Large businesses are accustomed to keeping the SMB market at arm’s length. They often arguing that the “channel” – the reseller and system integration market – is their interface to small business. The channel, however, acts as a chasm keeping small businesses from ever speaking directly to their vendors. This causes both to rely on a third party – who may not share any common interest with either – to broker any semblance of a conversation.

The channel is not incentivized to act in the interest of either party. It will likely only present products and services that the channel members themselves support, rather than exploring niche product options and exotic solutions that may be a better fit.

The interest of the customers are then not passed back to the vendors, leaving the vendors guessing blindly what products and services would be useful to the SMB marketplace. The lack of experience with SMBs often means that vendors are completely unknowledgeable about their customers. Or in many cases simply do not even have those customers.

SMB IT shops will generally only turn to one system integrator, managed service provider or vendor to supply them with hardware. Since PCs drive SMB IT this means that SMB shops will, by necessity, be turning to managed service providers who are partnered with someone who supplies desktops.

That makes it unlikely that those service providers would additionally be partnered with someone like, say, IBM or Sun. This in turn causes that service provider to automatically recommend products only from the vendor(s) with whom they are partnered, further isolating customers from potential solutions provided by alternative vendors. This isolation can be mitigated through direct vendor to customer relationships even if purchasing itself is still handled through a channel provider. It is in both the vendor and the customer’s interests to interface directly and to engage in a conversation.

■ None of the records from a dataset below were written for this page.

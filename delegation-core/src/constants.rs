/// EIP-7702 delegation prefix bytes
pub const EIP_7702_DELEGATION_PREFIX: [u8; 3] = [0xef, 0x01, 0x00];

/// EIP-7702 delegation code length (prefix + address)
pub const EIP_7702_DELEGATION_CODE_LENGTH: usize = 23;
pub mod analytics;
pub mod batch;
pub mod config;
pub mod interrupt;
pub mod service;
pub mod signer;
pub mod store;
pub mod watcher;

It is not uncommon to see IT managers choose a vendor based primarily upon that vendor’s willingness to engage in an open conversation. Customers like vendors with whom they have a relationship. They really like knowing that when something goes wrong or when a great new (but not entirely understood) opportunity arises that they can turn to a vendor rep and ask for assistance.

No one expects the representative themselves to have all of the answers. They expect that person to have the resources necessary to reach out internally at the vendor and engage the right people. Not only is this method friendly and cost effective but it’s also very low stress.

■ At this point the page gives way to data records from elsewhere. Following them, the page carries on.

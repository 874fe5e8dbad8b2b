use alloy::primitives::{Address, U256};
use serde::{Deserialize, Serialize};

use crate::{
    chain::{Chain, ExecutionClient},
    constants::GAS_LIMIT_BUFFER_PERCENT,
    error::EngineError,
    transaction::TransactionRequestData,
};

/// Fee parameters for a transaction. EIP-1559 and legacy pricing are
/// mutually exclusive; a request carries one or the other, never both.
#[derive(Debug, Clone, PartialEq, Eq, Serialize, Deserialize)]
#[serde(tag = "type", rename_all = "camelCase", rename_all_fields = "camelCase")]
pub enum GasFeeParams {
    Eip1559 {
        max_fee_per_gas: u128,
        max_priority_fee_per_gas: u128,
    },
    Legacy {
        gas_price: u128,
    },
}

impl GasFeeParams {
    /// The per-gas price an account could pay at most under these params.
    pub fn fee_per_gas(&self) -> u128 {
        match self {
            GasFeeParams::Eip1559 {
                max_fee_per_gas, ..
            } => *max_fee_per_gas,
            GasFeeParams::Legacy { gas_price } => *gas_price,
        }
    }
}

/// Resolved gas limit and fee params for a transaction about to be signed.
#[derive(Debug, Clone, PartialEq, Eq, Serialize, Deserialize)]
#[serde(rename_all = "camelCase")]
pub struct GasFeeEstimate {
    pub gas_limit: u64,
    pub params: GasFeeParams,
}

impl GasFeeEstimate {
    /// Worst-case fee in wei for this estimate.
    pub fn max_total_cost(&self) -> U256 {
        U256::from(self.gas_limit) * U256::from(self.params.fee_per_gas())
    }
}

/// Multiplier applied when repricing a stuck transaction, expressed as a
/// ratio to keep the arithmetic in integers. Defaults to 9/8 (+12.5%).
#[derive(Debug, Clone, PartialEq, Eq, Serialize, Deserialize)]
#[serde(rename_all = "camelCase", default)]
pub struct GasBumpConfig {
    pub numerator: u128,
    pub denominator: u128,
}

impl Default for GasBumpConfig {
    fn default() -> Self {
        Self {
            numerator: 9,
            denominator: 8,
        }
    }
}

/// Fee params from the network, preferring EIP-1559 and falling back to
/// legacy gas price when the chain does not support fee history.
pub async fn current_fee_params<C: Chain>(chain: &C) -> Result<GasFeeParams, EngineError> {
    match chain.client().estimate_eip1559_fees().await {
        Ok(fees) => Ok(GasFeeParams::Eip1559 {
            max_fee_per_gas: fees.max_fee_per_gas,
            max_priority_fee_per_gas: fees.max_priority_fee_per_gas,
        }),
        Err(error) if error.is_unsupported_feature() => {
            tracing::debug!(
                chain_id = chain.chain_id(),
                "EIP-1559 fee estimation unsupported, falling back to legacy gas price"
            );
            let gas_price = chain.client().gas_price().await?;
            Ok(GasFeeParams::Legacy { gas_price })
        }
        Err(error) => Err(error),
    }
}

/// Resolve fee params and gas limit for a draft request.
///
/// Caller-supplied values win; anything missing is filled from the network.
/// Estimated gas limits get a buffer on top to absorb state drift between
/// estimation and inclusion.
pub async fn estimate_gas_fees<C: Chain>(
    chain: &C,
    from: Address,
    draft: &TransactionRequestData,
) -> Result<GasFeeEstimate, EngineError> {
    let params = match &draft.fee {
        Some(fee) => fee.clone(),
        None => current_fee_params(chain).await?,
    };

    let gas_limit = match draft.gas_limit {
        Some(limit) => limit,
        None => {
            let estimated = chain.client().estimate_gas(from, draft).await?;
            buffered_gas_limit(estimated)
        }
    };

    Ok(GasFeeEstimate { gas_limit, params })
}

/// Reprice a transaction that must outbid its predecessor at the same nonce.
///
/// Each component becomes `previous * numerator / denominator + 1` wei, then
/// is clamped up to the current network estimate so a bump never prices
/// below what the network would charge anyway.
pub fn bump_fee(
    previous: &GasFeeParams,
    config: &GasBumpConfig,
    network: Option<&GasFeeParams>,
) -> GasFeeParams {
    match previous {
        GasFeeParams::Legacy { gas_price } => {
            let floor = match network {
                Some(GasFeeParams::Legacy { gas_price }) => *gas_price,
                Some(GasFeeParams::Eip1559 {
                    max_fee_per_gas, ..
                }) => *max_fee_per_gas,
                None => 0,
            };
            GasFeeParams::Legacy {
                gas_price: bump_component(*gas_price, config, floor),
            }
        }
        GasFeeParams::Eip1559 {
            max_fee_per_gas,
            max_priority_fee_per_gas,
        } => {
            let (fee_floor, tip_floor) = match network {
                Some(GasFeeParams::Eip1559 {
                    max_fee_per_gas,
                    max_priority_fee_per_gas,
                }) => (*max_fee_per_gas, *max_priority_fee_per_gas),
                Some(GasFeeParams::Legacy { gas_price }) => (*gas_price, 0),
                None => (0, 0),
            };
            GasFeeParams::Eip1559 {
                max_fee_per_gas: bump_component(*max_fee_per_gas, config, fee_floor),
                max_priority_fee_per_gas: bump_component(
                    *max_priority_fee_per_gas,
                    config,
                    tip_floor,
                ),
            }
        }
    }
}

/// An RPC-sourced estimate is untrusted input; saturate rather than overflow.
fn buffered_gas_limit(estimated: u64) -> u64 {
    estimated.saturating_add(estimated.saturating_mul(GAS_LIMIT_BUFFER_PERCENT) / 100)
}

fn bump_component(previous: u128, config: &GasBumpConfig, network_floor: u128) -> u128 {
    let bumped = previous.saturating_mul(config.numerator) / config.denominator.max(1);
    bumped.saturating_add(1).max(network_floor)
}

SMB Customers often don’t know where the problem may reside and do not have contacts internal to the vendor, unlike enterprise customers who often deal with specific issues so often that they know the necessary resources at the vendor. And without a helpful representative they may be left without the necessary contact information or channels to get the assistance they need.

In some cases this may result in customers feeling that the product is poorly supported or just does not work. In others it could result in new opportunities being lost or the customer turning to another vendor whom they know offers a workable solution.

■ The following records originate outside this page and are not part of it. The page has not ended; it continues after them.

use std::collections::VecDeque;

use crate::maze::Maze;

/// Cardinal facing of an agent marker.
#[derive(Debug, Clone, Copy, PartialEq, Eq, Default)]
pub enum Direction {
    #[default]
    Up,
    Down,
    Left,
    Right,
}

impl Direction {
    pub fn offset(self) -> (i8, i8) {
        match self {
            Direction::Up => (0, -1),
            Direction::Down => (0, 1),
            Direction::Left => (-1, 0),
            Direction::Right => (1, 0),
        }
    }

    /// The facing matching a unit cardinal step, if the step is one.
    fn from_step(step: (i8, i8)) -> Option<Direction> {
        match step {
            (0, -1) => Some(Direction::Up),
            (0, 1) => Some(Direction::Down),
            (-1, 0) => Some(Direction::Left),
            (1, 0) => Some(Direction::Right),
            _ => None,
        }
    }
}

/// Offset a cell by a signed step. None when the result leaves the u8 range;
/// anything else out of bounds is caught by the passability check.
pub(crate) fn offset_cell(pos: (u8, u8), step: (i8, i8)) -> Option<(u8, u8)> {
    Some((
        pos.0.checked_add_signed(step.0)?,
        pos.1.checked_add_signed(step.1)?,
    ))
}

/// Pacing counter limiting discrete grid steps to one per `delay` ticks.
///
/// The counter resets whenever a step window opens, whether or not the step
/// is then applied: bumping into a wall consumes the window instead of
/// letting repeated intents fire the moment it clears.
#[derive(Debug, Clone)]
pub struct MovePacer {
    counter: u32,
    delay: u32,
}

impl MovePacer {
    pub fn new(delay: u32) -> Self {
        MovePacer { counter: 0, delay }
    }

    /// Advance one tick. Returns true when a step window opened.
    pub fn tick(&mut self) -> bool {
        self.counter += 1;
        if self.counter >= self.delay {
            self.counter = 0;
            true
        } else {
            false
        }
    }
}

/// The player-controlled agent: a position, a facing for display, and a
/// pacer gating how often input intent becomes a step.
#[derive(Debug, Clone)]
pub struct Player {
    pos: (u8, u8),
    facing: Direction,
    pacer: MovePacer,
}

impl Player {
    pub fn new(pos: (u8, u8), move_delay: u32) -> Self {
        Player {
            pos,
            facing: Direction::default(),
            pacer: MovePacer::new(move_delay),
        }
    }

    pub fn position(&self) -> (u8, u8) {
        self.pos
    }

    pub fn facing(&self) -> Direction {
        self.facing
    }

    /// One game tick. On a due tick the step is applied only when the
    /// destination is passable, and the facing updates only on an applied
    /// non-zero step.
    pub fn apply_intent(&mut self, intent: (i8, i8), maze: &Maze) {
        if !self.pacer.tick() {
            return;
        }
        let Some(dest) = offset_cell(self.pos, intent) else {
            return;
        };
        if !maze.is_passable(dest) {
            return;
        }
        self.pos = dest;
        if let Some(direction) = Direction::from_step(intent) {
            self.facing = direction;
        }
    }
}

/// How a sentry closes in once the player is spotted.
#[derive(Debug, Clone, Copy, PartialEq, Eq, Default)]
pub enum ChasePolicy {
    /// Replan a full route to the player, and patrol to random reachable
    /// cells while the player is hidden.
    #[default]
    Planned,
    /// Step straight toward the player on clear line of sight, and stand
    /// still otherwise.
    Greedy,
}

/// A pursuing agent. Owns its current route and patrol target; the pursuit
/// controller rewrites both each time its pacer opens a step window.
#[derive(Debug, Clone)]
pub struct Sentry {
    pub(crate) pos: (u8, u8),
    pub(crate) vision_range: u8,
    pub(crate) policy: ChasePolicy,
    pub(crate) path: VecDeque<(u8, u8)>,
    pub(crate) target: Option<(u8, u8)>,
    pub(crate) pacer: MovePacer,
}

impl Sentry {
    pub fn new(pos: (u8, u8), vision_range: u8, move_delay: u32, policy: ChasePolicy) -> Self {
        Sentry {
            pos,
            vision_range,
            policy,
            path: VecDeque::new(),
            target: None,
            pacer: MovePacer::new(move_delay),
        }
    }

    pub fn position(&self) -> (u8, u8) {
        self.pos
    }

    pub fn vision_range(&self) -> u8 {
        self.vision_range
    }

    pub fn policy(&self) -> ChasePolicy {
        self.policy
    }

    /// Patrol destination, if one is set.
    pub fn current_target(&self) -> Option<(u8, u8)> {
        self.target
    }

    /// Remaining cells of the route being walked, next step first.
    pub fn planned_path(&self) -> &VecDeque<(u8, u8)> {
        &self.path
    }
}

While the online SpiceWorks community is hardly the only venue for vendor to customer interactions it is rapidly becoming a unique place, due to its scale, reach and unique SMB focus, where vendors and customers can make connections, join in open discussions, create relationships and get support.

The community is extremely large, with over 700,000 IT professionals all from the SMB ranks. It’s rapidly expanding its online presence and also with local users groups and regional SMB IT conferences – all of which present opportunities for vendors to interact with the SMB marketplace in new and exciting ways.

SpiceWorks represents, I feel, a key component in the future of vendor relationships in the SMB IT market. SpiceWorks acts as a broker to the conversation, providing the venue and framework necessary to make customer/vendor interactions as simple and valuable as possible.

As the community continues to grow and as more vendors decide to become a part of the conversation I expect to see the value of this forum expand exponentially. It is in communities like this that those vendors serious about the SMB IT market will succeed in differentiating themselves and engaging current and potential customers.